Re: Resjunk sort columns, Heikki's index-only quals patch, and bug #5000

From: Heikki Linnakangas <heikki(dot)linnakangas(at)enterprisedb(dot)com>
To: pgsql-hackers(at)postgreSQL(dot)org
Cc: Tom Lane <tgl(at)sss(dot)pgh(dot)pa(dot)us>
Subject: Re: Resjunk sort columns, Heikki's index-only quals patch, and bug #5000
Date: 2009-09-14 09:41:55
Message-ID: 4AAE0FE3.40600@enterprisedb.com
Views: Raw Message | Whole Thread | Download mbox | Resend email
Thread:
Lists: pgsql-hackers

Heikki Linnakangas wrote:
> Tom Lane wrote:
>> It strikes me that in the cases where it wouldn't be necessary to
>> compute junk sort-key columns, it would be because we were scanning an
>> index that includes those values. So if the plan were set up to pull
>> those values from the index and return them, then we'd not have to add
>> this extra complexity to grouping_planner --- the argument that it's not
>> worth it to get rid of the junk columns comes back into play. Moreover,
>> such an ability would also mean that if the user *does* ask for the
>> sort column value as output (ie it's not resjunk), we can still satisfy
>> the query from the index without recomputing the expensive function.
>>
>> So this is where we come to the connection to Heikki's index-only-quals
>> patch.
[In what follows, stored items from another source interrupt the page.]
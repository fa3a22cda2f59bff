//! Proptest generators for property-based testing.

use proptest::prelude::*;
use serde_json::{json, Value};

use star_registry_core::{Block, BlockDigest, Keypair, Sha256Hasher};

/// Generate a random keypair.
pub fn keypair() -> impl Strategy<Value = Keypair> {
    any::<[u8; 32]>().prop_map(|seed| Keypair::from_seed(&seed))
}

/// Generate a random BlockDigest.
pub fn block_digest() -> impl Strategy<Value = BlockDigest> {
    any::<[u8; 32]>().prop_map(BlockDigest::from_bytes)
}

/// Generate a timestamp, including pre-epoch values.
pub fn timestamp() -> impl Strategy<Value = i64> {
    -1_000_000_000i64..=4_000_000_000i64
}

/// Generate payload bytes of specified max length.
pub fn payload(max_len: usize) -> impl Strategy<Value = Vec<u8>> {
    prop::collection::vec(any::<u8>(), 0..=max_len)
}

/// Generate star metadata.
///
/// Integers, strings and booleans only; floats do not survive a JSON
/// comparison after a CBOR round-trip in every case.
pub fn star() -> impl Strategy<Value = Value> {
    let leaf = prop_oneof![
        any::<i64>().prop_map(Value::from),
        "[a-zA-Z0-9 +-]{0,24}".prop_map(Value::from),
        any::<bool>().prop_map(Value::from),
        Just(Value::Null),
    ];
    (
        "[A-Z][a-z]{2,12}",
        "[0-9]{1,2}h [0-9]{1,2}m",
        "[+-][0-9]{1,2}d",
        prop::collection::btree_map("[a-z]{1,8}", leaf, 0..4),
    )
        .prop_map(|(name, ra, dec, extra)| {
            let mut star = json!({ "name": name, "ra": ra, "dec": dec });
            if let Value::Object(map) = &mut star {
                map.extend(extra);
            }
            star
        })
}

/// Parameters for sealing a block.
#[derive(Debug, Clone)]
pub struct BlockParams {
    pub position: u64,
    pub previous_digest: Option<BlockDigest>,
    pub created_at: i64,
    pub payload: Vec<u8>,
}

impl BlockParams {
    /// Seal with SHA-256.
    pub fn seal(&self) -> Block {
        match Block::seal(
            self.position,
            self.previous_digest,
            self.created_at,
            self.payload.clone(),
            &Sha256Hasher,
        ) {
            Ok(block) => block,
            Err(e) => panic!("SHA-256 sealing cannot fail: {e}"),
        }
    }
}

impl Arbitrary for BlockParams {
    type Parameters = ();
    type Strategy = BoxedStrategy<Self>;

    fn arbitrary_with(_: Self::Parameters) -> Self::Strategy {
        (
            1u64..=u64::MAX,
            block_digest(),
            timestamp(),
            payload(256),
        )
            .prop_map(|(position, previous, created_at, payload)| BlockParams {
                position,
                previous_digest: Some(previous),
                created_at,
                payload,
            })
            .boxed()
    }
}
As submitted, that code is only able to use an index column in
>> a scan qual, it's not able to return it as part of the scan result.
>> This example makes it clear that that definition is missing a large
>> part of the potential benefit of an index value extraction capability.
>>
>> To be able to do anything along that line would require some more work
>> in the executor and a *lot* more work in the planner, and I'm honestly
>> not sure what the planner part of it would look like.
>
> I think we should separate the Heap Fetch operation from the IndexScan.

I've been hacking on that approach. It's quite unfinished, but before I
spend any more time on it, I'd like to get some feedback on the overall
design.

The attached patch can create plans where quals are checked and joins
are performed using values from indexes only, and the heap tuples are
fetched only for matching rows. Passes regression tests, but code is
quite ugly at points. Cost estimation is bogus. The patch builds on the
indexam-api-changes patch I posted earlier, which is also attached. I
haven't yet done the changes to that patch that were discussed.

I haven't done any performance testing. The overhead of an extra
executor node for each index scan could slow down simple queries, we
might need to compensate that somehow, maybe reintroduce a fastpath
combined IndexScan+HeapFetch node. I'm also afraid the extra work I've
pushed to the stage where Paths are constructed could slow down planning
quite a bit if you have a lot of indexes.

Path nodes now carry a targetlist. That's because when you have a path like:

HeapFetch
-> Join
...

You won't have all the columns of the join rel available at the join
node yet, because they will be fetched in the HeapFetch node above. The
targetlist in Path nodes reflect that, and the targetlist of the final
Plan nodes are created from the targetlists in the Path nodes instead of
the ones in RelOptInfos.

Per earlier discussion, I changed the way index tuple fetching works in
B-tree, so that it can now be relied on. Matching index tuples are
copied to backend-local memory when the scan steps on a page.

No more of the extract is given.